//! Per-tenant accounts.
//!
//! An [`Account`] bundles a tenant's identity, activation state and its two
//! role descriptors (`config` and `ops`), and lazily resolves its database
//! handle through the owning registry's deduplicating connection cache. The
//! lazy open runs exactly once for the lifetime of the account object:
//! success or failure is stored in a guarded slot and served to every
//! caller, concurrent or later, without retry.

use crate::db::instance::DbrInstance;
use crate::db::pool::DbPool;
use crate::db::query::{self, QueryParam, QueryResult};
use crate::db::registry::Registry;
use crate::error::{DbError, DbResult};
use serde_json::Value as JsonValue;
use std::sync::{Arc, Mutex, RwLock, Weak};

/// Placeholder tokens rewritten by [`Account::query_prep`].
const CONFIG_PLACEHOLDER: &str = "{config}";
const OPS_PLACEHOLDER: &str = "{ops}";

#[derive(Default)]
struct AccountState {
    active: bool,
    name: String,
    client_key: String,
    config: Option<DbrInstance>,
    ops: Option<DbrInstance>,
}

/// One tenant in the registry roster.
pub struct Account {
    registry: Weak<Registry>,

    id: i64,

    /// Mutable identity and descriptors, one reader/writer lock.
    state: RwLock<AccountState>,

    /// One-shot slot for the lazily opened database handle.
    conn: Mutex<Option<DbResult<DbPool>>>,
}

impl Account {
    pub(crate) fn new(id: i64, registry: Weak<Registry>) -> Self {
        Self {
            registry,
            id,
            state: RwLock::new(AccountState::default()),
            conn: Mutex::new(None),
        }
    }

    /// The owning registry, while it is still alive.
    pub fn registry(&self) -> Option<Arc<Registry>> {
        self.registry.upgrade()
    }

    pub fn id(&self) -> i64 {
        self.id
    }

    pub fn active(&self) -> bool {
        self.state.read().unwrap().active
    }

    pub fn set_active(&self, active: bool) {
        self.state.write().unwrap().active = active;
    }

    pub fn name(&self) -> String {
        self.state.read().unwrap().name.clone()
    }

    pub fn client_key(&self) -> String {
        self.state.read().unwrap().client_key.clone()
    }

    pub(crate) fn set_info(&self, name: &str, client_key: &str) {
        let mut state = self.state.write().unwrap();
        state.name = name.to_string();
        state.client_key = client_key.to_string();
    }

    /// Returns a copy of the `config` role descriptor.
    pub fn config(&self) -> Option<DbrInstance> {
        self.state.read().unwrap().config.clone()
    }

    pub(crate) fn set_config(&self, instance: DbrInstance) {
        self.state.write().unwrap().config = Some(instance);
    }

    /// Returns a copy of the `ops` role descriptor.
    pub fn ops(&self) -> Option<DbrInstance> {
        self.state.read().unwrap().ops.clone()
    }

    pub(crate) fn set_ops(&self, instance: DbrInstance) {
        self.state.write().unwrap().ops = Some(instance);
    }

    /// Activation requires both role descriptors; one shared-lock check.
    pub(crate) fn has_both_instances(&self) -> bool {
        let state = self.state.read().unwrap();
        state.config.is_some() && state.ops.is_some()
    }

    pub fn name_and_id(&self) -> String {
        format!("{} ({})", self.name(), self.id)
    }

    /// The account's database handle.
    ///
    /// The first caller opens through the registry's connection cache using
    /// the `config` descriptor; everyone observes that caller's outcome.
    pub fn db(&self) -> DbResult<DbPool> {
        let mut slot = self.conn.lock().unwrap();
        match &*slot {
            Some(result) => result.clone(),
            None => {
                let result = self.open_db();
                *slot = Some(result.clone());
                result
            }
        }
    }

    fn open_db(&self) -> DbResult<DbPool> {
        let config = self
            .config()
            .ok_or_else(|| DbError::missing_instance(self.id, "config"))?;
        let registry = self
            .registry
            .upgrade()
            .ok_or_else(|| DbError::internal("registry has been dropped"))?;
        registry.open_instance(&config)
    }

    /// Rewrite `{config}` and `{ops}` placeholders to the tenant's actual
    /// database names. A missing descriptor leaves its token untouched.
    pub fn query_prep(&self, query: &str) -> String {
        let state = self.state.read().unwrap();
        let mut prepared = query.to_string();
        if let Some(config) = &state.config {
            prepared = prepared.replace(CONFIG_PLACEHOLDER, config.database_name());
        }
        if let Some(ops) = &state.ops {
            prepared = prepared.replace(OPS_PLACEHOLDER, ops.database_name());
        }
        prepared
    }

    /// Execute a statement against the tenant's database.
    pub async fn exec(&self, sql: &str, params: &[QueryParam]) -> DbResult<u64> {
        let db = self.db()?;
        query::execute(&db, &self.query_prep(sql), params).await
    }

    /// Run a row-returning query against the tenant's database.
    pub async fn query(&self, sql: &str, params: &[QueryParam]) -> DbResult<QueryResult> {
        let db = self.db()?;
        query::fetch_all(&db, &self.query_prep(sql), params).await
    }

    /// Run a single-row query against the tenant's database.
    pub async fn query_row(
        &self,
        sql: &str,
        params: &[QueryParam],
    ) -> DbResult<Option<serde_json::Map<String, JsonValue>>> {
        let db = self.db()?;
        query::fetch_row(&db, &self.query_prep(sql), params).await
    }
}

impl std::fmt::Debug for Account {
    fn fmt(&self, f: &mut std::fmt::Formatter<'_>) -> std::fmt::Result {
        let state = self.state.read().unwrap();
        f.debug_struct("Account")
            .field("id", &self.id)
            .field("active", &state.active)
            .field("name", &state.name)
            .field("has_config", &state.config.is_some())
            .field("has_ops", &state.ops.is_some())
            .finish_non_exhaustive()
    }
}
//! Canonical storage kinds and their categories.
//!
//! The table below is the single source for both the canonical enumeration
//! order and the identifier-to-category mapping. Categories are assigned
//! explicitly; they are not derived from identifier prefixes.

use tracing::debug;

use crate::domain::StorageKind;
use crate::error::{KindError, Result};

/// Canonical kinds in enumeration order, paired with their category.
static CANONICAL: [(StorageKind, &str); StorageKind::KNOWN_COUNT] = [
    (StorageKind::USER_DEFAULTS, "UserDefaults"),
    (StorageKind::DOCUMENT_DIRECTORY, "FileManager"),
    (StorageKind::USER_DIRECTORY, "FileManager"),
    (StorageKind::LIBRARY_DIRECTORY, "FileManager"),
    (StorageKind::APPLICATION_DIRECTORY, "FileManager"),
    (StorageKind::CORE_SERVICE_DIRECTORY, "FileManager"),
    (StorageKind::TEMPORARY_DIRECTORY, "FileManager"),
    (StorageKind::CACHE, "NSCache"),
    (StorageKind::CORE_DATA, "CoreData"),
    (StorageKind::GENERIC_KEYCHAIN, "SecItem"),
    (StorageKind::INTERNET_KEYCHAIN, "SecItem"),
    (StorageKind::PRIVATE_CLOUD_DATABASE, "CKContainer"),
    (StorageKind::PUBLIC_CLOUD_DATABASE, "CKContainer"),
    (StorageKind::SHARED_CLOUD_DATABASE, "CKContainer"),
    (StorageKind::UBIQUITOUS_CLOUD_STORE, "NSUbiquitousKeyValueStore"),
];

/// Category of a canonical kind, `None` for anything else.
pub(crate) fn category_of(kind: &StorageKind) -> Option<&'static str> {
    CANONICAL
        .iter()
        .find(|(known, _)| known == kind)
        .map(|(_, category)| *category)
}

impl StorageKind {
    /// Number of canonical kinds shipped with this build.
    pub const KNOWN_COUNT: usize = 15;

    /// All canonical kinds, in their fixed order.
    ///
    /// A new vector is built on every call.
    #[must_use]
    pub fn all_known() -> Vec<Self> {
        CANONICAL.iter().map(|(kind, _)| kind.clone()).collect()
    }

    /// Look up a canonical kind by exact identifier.
    ///
    /// Matching is case-sensitive and the input is not trimmed.
    ///
    /// # Errors
    ///
    /// Returns [`KindError::NotFound`] if no canonical kind has this identifier.
    pub fn try_from_identifier(identifier: &str) -> Result<Self> {
        CANONICAL
            .iter()
            .find(|(kind, _)| kind.identifier() == identifier)
            .map(|(kind, _)| kind.clone())
            .ok_or_else(|| {
                debug!(identifier, "Unknown storage kind identifier");
                KindError::NotFound(identifier.to_string())
            })
    }

    /// Whether this kind is one of the canonical kinds.
    #[must_use]
    pub fn is_known(&self) -> bool {
        category_of(self).is_some()
    }

    /// Category name without the unsupported-kind check.
    ///
    /// Returns `None` for kinds outside the canonical set.
    #[must_use]
    pub fn try_category_name(&self) -> Option<&'static str> {
        category_of(self)
    }

    /// Canonical kinds rendering to `category`, in canonical order.
    #[must_use]
    pub fn kinds_in_category(category: &str) -> Vec<Self> {
        CANONICAL
            .iter()
            .filter(|(_, name)| *name == category)
            .map(|(kind, _)| kind.clone())
            .collect()
    }

    /// Distinct category names in order of first appearance.
    #[must_use]
    pub fn known_categories() -> Vec<&'static str> {
        let mut categories: Vec<&'static str> = Vec::new();
        for (_, category) in &CANONICAL {
            if !categories.contains(category) {
                categories.push(*category);
            }
        }
        categories
    }
}
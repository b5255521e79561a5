//! # Storage Kind
//!
//! Descriptors naming the backend a persistence facade should target:
//!
//! - **Preferences**: `UserDefaults`
//! - **Filesystem locations**: six `FileManager.*Directory` search paths
//! - **In-memory and object-graph stores**: `NSCache`, `CoreData`
//! - **Keychain**: generic and internet password item classes
//! - **Cloud**: private, public and shared databases, plus the ubiquitous key-value store
//!
//! A [`StorageKind`] carries no data, only the backend identifier. The type is
//! open: any identifier can be wrapped with [`StorageKind::new`], while
//! [`StorageKind::try_from_identifier`] accepts only the canonical kinds of
//! this build.
//!
//! ```
//! use storage_kind::StorageKind;
//!
//! let kind = StorageKind::try_from_identifier("FileManager.documentDirectory").unwrap();
//! assert_eq!(kind, StorageKind::DOCUMENT_DIRECTORY);
//! assert_eq!(kind.category_name(), "FileManager");
//!
//! let future = StorageKind::new("FileManager.desktopDirectory");
//! assert!(!future.is_known());
//! ```

#![deny(clippy::all)]
#![warn(clippy::pedantic)]
#![warn(clippy::nursery)]
#![forbid(unsafe_code)]

pub mod config;
pub mod domain;
pub mod error;

pub use crate::domain::{StorageKind, UNSUPPORTED_KIND};
pub use crate::error::{KindError, Result};

use tracing_subscriber::util::TryInitError;

use crate::config::ObservabilityConfig;

/// Install a global tracing subscriber based on configuration.
///
/// `RUST_LOG` takes precedence over the configured level.
///
/// # Errors
///
/// Returns an error if a global subscriber is already installed.
pub fn init_logging(config: &ObservabilityConfig) -> std::result::Result<(), TryInitError> {
    use tracing_subscriber::{EnvFilter, fmt, prelude::*};

    let filter = EnvFilter::try_from_default_env()
        .unwrap_or_else(|_| EnvFilter::new(&config.log_level));

    let subscriber = tracing_subscriber::registry().with(filter);

    if config.log_format == "json" {
        subscriber.with(fmt::layer().json()).try_init()
    } else {
        subscriber.with(fmt::layer()).try_init()
    }
}
//! Domain model for storage backend descriptors.
//!
//! `StorageKind` names a backend by identifier; the registry holds the
//! canonical kinds shipped with this build and their categories.

pub mod kind;
pub mod registry;
pub mod render;

pub use kind::StorageKind;
pub use render::UNSUPPORTED_KIND;
//! Storage configuration.

use config::ConfigError;
use serde::Deserialize;

use crate::domain::StorageKind;

/// Storage backend selection.
#[derive(Debug, Clone, PartialEq, Eq, Deserialize)]
pub struct StorageConfig {
    /// Backend identifier, e.g. `FileManager.documentDirectory`.
    #[serde(default = "default_kind")]
    pub kind: StorageKind,

    /// Reject identifiers this build does not know.
    ///
    /// Disable to carry identifiers written by a newer build.
    #[serde(default = "default_require_known")]
    pub require_known: bool,
}

const fn default_kind() -> StorageKind {
    StorageKind::USER_DEFAULTS
}

const fn default_require_known() -> bool {
    true
}

impl StorageConfig {
    /// Validate the storage configuration.
    ///
    /// # Errors
    ///
    /// Returns an error if `require_known` is set and `kind` is not a canonical kind.
    pub fn validate(&self) -> Result<(), ConfigError> {
        if self.require_known && !self.kind.is_known() {
            return Err(ConfigError::Message(format!(
                "storage.kind '{}' is not a known storage kind",
                self.kind.identifier()
            )));
        }
        Ok(())
    }
}

impl Default for StorageConfig {
    fn default() -> Self {
        Self {
            kind: default_kind(),
            require_known: true,
        }
    }
}
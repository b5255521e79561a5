//! Human-readable renderings of a `StorageKind`.
//!
//! Rendering is coarser than identity: all search-path locations render as
//! `FileManager`, both keychain classes as `SecItem`, and so on. Never use a
//! rendering as a persistence key.
//!
//! Rendering a kind outside the canonical set is a programmer error. It
//! emits an error event, panics in debug builds and otherwise returns
//! [`UNSUPPORTED_KIND`].

use tracing::error;

use crate::domain::StorageKind;
use crate::domain::registry::category_of;

/// Placeholder returned when an unsupported kind is rendered.
pub const UNSUPPORTED_KIND: &str = "Unsupported StorageKind";

impl StorageKind {
    /// Short category label, for end users and grouping.
    ///
    /// # Panics
    ///
    /// Panics in debug builds if the kind is not canonical.
    #[must_use]
    pub fn category_name(&self) -> &'static str {
        category_of(self).unwrap_or_else(|| unsupported(self, "category_name"))
    }

    /// Diagnostic label. Currently identical to [`StorageKind::category_name`].
    ///
    /// # Panics
    ///
    /// Panics in debug builds if the kind is not canonical.
    #[must_use]
    pub fn debug_description(&self) -> &'static str {
        category_of(self).unwrap_or_else(|| unsupported(self, "debug_description"))
    }
}

#[cold]
#[inline(never)]
fn unsupported(kind: &StorageKind, rendering: &'static str) -> &'static str {
    error!(
        identifier = kind.identifier(),
        rendering, "Rendering unsupported storage kind"
    );
    if cfg!(debug_assertions) {
        panic!("{UNSUPPORTED_KIND}: {}", kind.identifier());
    }
    UNSUPPORTED_KIND
}

#[cfg(test)]
mod tests {
    use super::*;

    #[test]
    fn test_category_names() {
        assert_eq!(StorageKind::USER_DEFAULTS.category_name(), "UserDefaults");
        assert_eq!(StorageKind::CACHE.category_name(), "NSCache");
        assert_eq!(StorageKind::CORE_DATA.category_name(), "CoreData");
        assert_eq!(
            StorageKind::UBIQUITOUS_CLOUD_STORE.category_name(),
            "NSUbiquitousKeyValueStore"
        );
        assert_eq!(
            StorageKind::PUBLIC_CLOUD_DATABASE.category_name(),
            "CKContainer"
        );
    }

    #[test]
    fn test_directories_share_category() {
        for kind in [
            StorageKind::DOCUMENT_DIRECTORY,
            StorageKind::USER_DIRECTORY,
            StorageKind::LIBRARY_DIRECTORY,
            StorageKind::APPLICATION_DIRECTORY,
            StorageKind::CORE_SERVICE_DIRECTORY,
            StorageKind::TEMPORARY_DIRECTORY,
        ] {
            assert_eq!(kind.category_name(), "FileManager");
        }
        assert_ne!(
            StorageKind::DOCUMENT_DIRECTORY,
            StorageKind::TEMPORARY_DIRECTORY
        );
    }

    #[test]
    fn test_keychains_share_category() {
        assert_eq!(StorageKind::GENERIC_KEYCHAIN.category_name(), "SecItem");
        assert_eq!(StorageKind::INTERNET_KEYCHAIN.category_name(), "SecItem");
    }

    #[test]
    fn test_renderings_agree() {
        for kind in StorageKind::all_known() {
            assert_eq!(kind.category_name(), kind.debug_description());
        }
    }

    #[test]
    #[cfg_attr(
        debug_assertions,
        should_panic(expected = "Unsupported StorageKind: not-a-real-identifier")
    )]
    fn test_unsupported_category_name() {
        let kind = StorageKind::new("not-a-real-identifier");
        assert_eq!(kind.category_name(), UNSUPPORTED_KIND);
    }

    #[test]
    #[cfg_attr(
        debug_assertions,
        should_panic(expected = "Unsupported StorageKind: Future.kind")
    )]
    fn test_unsupported_debug_description() {
        let kind = StorageKind::new("Future.kind");
        assert_eq!(kind.debug_description(), UNSUPPORTED_KIND);
    }
}
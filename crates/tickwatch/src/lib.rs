// SPDX-License-Identifier: Apache-2.0 OR MIT
// Copyright (c) 2025-2026 naskel.com

//! # Tickwatch - Timeout timers for real-time market-data reactors
//!
//! Manages groups of fixed-delay timeout timers (login timeouts, ping
//! timeouts, per-request timeouts) for a reactor/event loop. The design
//! splits work across exactly two roles: a producer thread that *peeks* at
//! the timer state to decide how long it may sleep, and a single consumer
//! thread that *mutates* - starting, stopping and firing timers.
//!
//! ## Quick Start
//!
//! ```rust
//! use std::time::Duration;
//! use tickwatch::{TimerManager, Result};
//!
//! fn main() -> Result<()> {
//!     let manager = TimerManager::new();
//!     let ping = manager.create_group(Duration::from_millis(100));
//!
//!     let timer = ping.create_timer(|t| {
//!         println!("ping timed out (timer {:?})", t.id());
//!     })?;
//!     timer.start()?;
//!
//!     // Producer side: is anything due, and how long may we sleep?
//!     let poll = manager.detect_expired();
//!     assert!(!poll.expired);
//!
//!     // Consumer side: fire everything due right now (nothing yet).
//!     assert_eq!(manager.dispatch_expired(), 0);
//!     Ok(())
//! }
//! ```
//!
//! ## Architecture
//!
//! ```text
//!  producer ("worker") thread                consumer ("reactor") thread
//!  --------------------------                ---------------------------
//!  detect_expired() --- peek --> +--------------+ <-- mutate --- start/stop
//!  sleep(min(quantum, next-now)) | TimerManager |                dispatch_expired()
//!  raise ExpirySignal ---------> | group/timer  |                  -> callbacks
//!                                | registry     |                     fire once
//!                                +--------------+
//! ```
//!
//! ## Key Types
//!
//! | Type | Description |
//! |------|-------------|
//! | [`TimerManager`] | Owns all groups; exposes the detect/dispatch protocol |
//! | [`TimerGroup`] | Fixed-delay bucket that timers attach to |
//! | [`Timer`] | A single schedulable deadline with a callback |
//! | [`TimeoutWorker`] | Producer-role background thread (peek + signal) |
//! | [`ExpirySignal`] | Cross-thread wake primitive between the two roles |

/// Reactor-side plumbing: the producer worker thread and the wake signal.
pub mod reactor;
/// Timer primitives: timers, groups, the manager and its metrics.
pub mod timer;

pub use reactor::{ExpirySignal, TimeoutWorker, DEFAULT_POLL_QUANTUM};
pub use timer::{
    GroupId, Result, Timer, TimerCallback, TimerError, TimerGroup, TimerId, TimerManager,
    TimerMetrics, TimerPoll, TimerState,
};
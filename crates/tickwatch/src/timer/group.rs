// SPDX-License-Identifier: Apache-2.0 OR MIT
// Copyright (c) 2025-2026 naskel.com

//! Fixed-delay timer groups.
//!
//! A group is a delay template plus a membership index, not a shared
//! deadline: many unrelated timers (one per channel, one per outstanding
//! request) attach to a single group to reuse its delay configuration, and
//! each member still gets its own deadline computed at its own `start` call.

use std::fmt;
use std::sync::Arc;
use std::time::Duration;

use crate::timer::manager::{GroupId, Shared};
use crate::timer::{Result, Timer, TimerCallback};

/// A bucket of timers sharing one fixed delay.
///
/// Created only through [`TimerManager::create_group`]; the delay is
/// immutable for the group's lifetime. Cloning yields another handle to the
/// same group. Detection and dispatch happen at manager level over the union
/// of all groups - the group itself only carries configuration and
/// membership.
///
/// [`TimerManager::create_group`]: crate::timer::TimerManager::create_group
#[derive(Clone)]
pub struct TimerGroup {
    shared: Arc<Shared>,
    id: GroupId,
    delay: Duration,
}

impl TimerGroup {
    pub(crate) fn from_parts(shared: Arc<Shared>, id: GroupId, delay: Duration) -> Self {
        Self { shared, id, delay }
    }

    /// The fixed delay applied to every member timer at `start`.
    pub fn delay(&self) -> Duration {
        self.delay
    }

    /// Identifier of this group within its manager.
    pub fn id(&self) -> GroupId {
        self.id
    }

    /// Create a new Stopped timer owned by this group.
    ///
    /// The callback runs when the timer expires and a dispatch pass picks it
    /// up, or when [`Timer::invoke_callback`] is called while the timer is
    /// Active.
    ///
    /// # Errors
    ///
    /// [`TimerError::GroupCleared`] if the group has been cleared from the
    /// manager.
    ///
    /// [`TimerError::GroupCleared`]: crate::timer::TimerError::GroupCleared
    pub fn create_timer(
        &self,
        callback: impl Fn(&Timer) + Send + Sync + 'static,
    ) -> Result<Timer> {
        let callback: Arc<TimerCallback> = Arc::new(callback);
        let id = self.shared.create_timer(self.id, callback)?;
        Ok(Timer::from_parts(Arc::clone(&self.shared), self.id, id))
    }
}

impl fmt::Debug for TimerGroup {
    fn fmt(&self, f: &mut fmt::Formatter<'_>) -> fmt::Result {
        f.debug_struct("TimerGroup")
            .field("id", &self.id)
            .field("delay", &self.delay)
            .finish()
    }
}
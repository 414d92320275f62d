// SPDX-License-Identifier: Apache-2.0 OR MIT
// Copyright (c) 2025-2026 naskel.com

//! Cross-thread expiry notification with an atomic fast-path.
//!
//! The timeout worker raises the signal when it observes an elapsed
//! deadline; the dispatching thread consumes it between loop iterations.
//! Raising is a single atomic store unless the consumer is parked on the
//! condvar, so back-to-back raises while the consumer is busy cost almost
//! nothing.

use parking_lot::{Condvar, Mutex};
use std::sync::atomic::{AtomicBool, Ordering};
use std::sync::Arc;
use std::time::Duration;

/// One-bit "something is due" signal between the producer and consumer roles.
///
/// Sticky until consumed: repeated [`raise`](Self::raise) calls collapse into
/// one pending notification, which matches the protocol - the consumer
/// dispatches everything due in one pass regardless of how many deadlines
/// elapsed.
#[derive(Debug)]
pub struct ExpirySignal {
    /// Pending-notification flag, the lock-free fast path.
    due: AtomicBool,
    /// Whether the consumer is parked on the condvar.
    parked: Mutex<bool>,
    cv: Condvar,
}

impl ExpirySignal {
    pub fn new() -> Self {
        Self {
            due: AtomicBool::new(false),
            parked: Mutex::new(false),
            cv: Condvar::new(),
        }
    }

    /// Create a signal already wrapped for sharing across threads.
    pub fn shared() -> Arc<Self> {
        Arc::new(Self::new())
    }

    /// Mark the signal pending and wake the consumer if it is parked.
    ///
    /// The parked check is racy but safe: the worst case is one spurious
    /// condvar signal.
    #[inline]
    pub fn raise(&self) {
        self.due.store(true, Ordering::Release);
        if *self.parked.lock() {
            self.cv.notify_one();
        }
    }

    /// Consume a pending notification. Returns whether one was pending.
    #[inline]
    pub fn take(&self) -> bool {
        self.due.swap(false, Ordering::Acquire)
    }

    /// Peek without consuming.
    #[inline]
    pub fn is_raised(&self) -> bool {
        self.due.load(Ordering::Acquire)
    }

    /// Park until the signal is raised or `timeout` elapses, consuming the
    /// notification. Returns `true` iff a notification was consumed.
    ///
    /// Returns immediately when a notification is already pending.
    pub fn wait_timeout(&self, timeout: Duration) -> bool {
        if self.take() {
            return true;
        }

        let mut parked = self.parked.lock();
        // Re-check under the lock: a raise may have slipped in between the
        // fast-path check and the lock acquisition.
        if self.take() {
            return true;
        }

        *parked = true;
        let _ = self.cv.wait_for(&mut parked, timeout);
        *parked = false;

        self.take()
    }
}

impl Default for ExpirySignal {
    fn default() -> Self {
        Self::new()
    }
}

- **WORK TO BE COMPLETED**:
Each line in the listing above that includes the word "runs" needs to be copied out.

- **PROBLEM SOLUTION**:
//! lazy open runs exactly once for the lifetime of the account object:
    /// The callback runs when the timer expires and a dispatch pass picks it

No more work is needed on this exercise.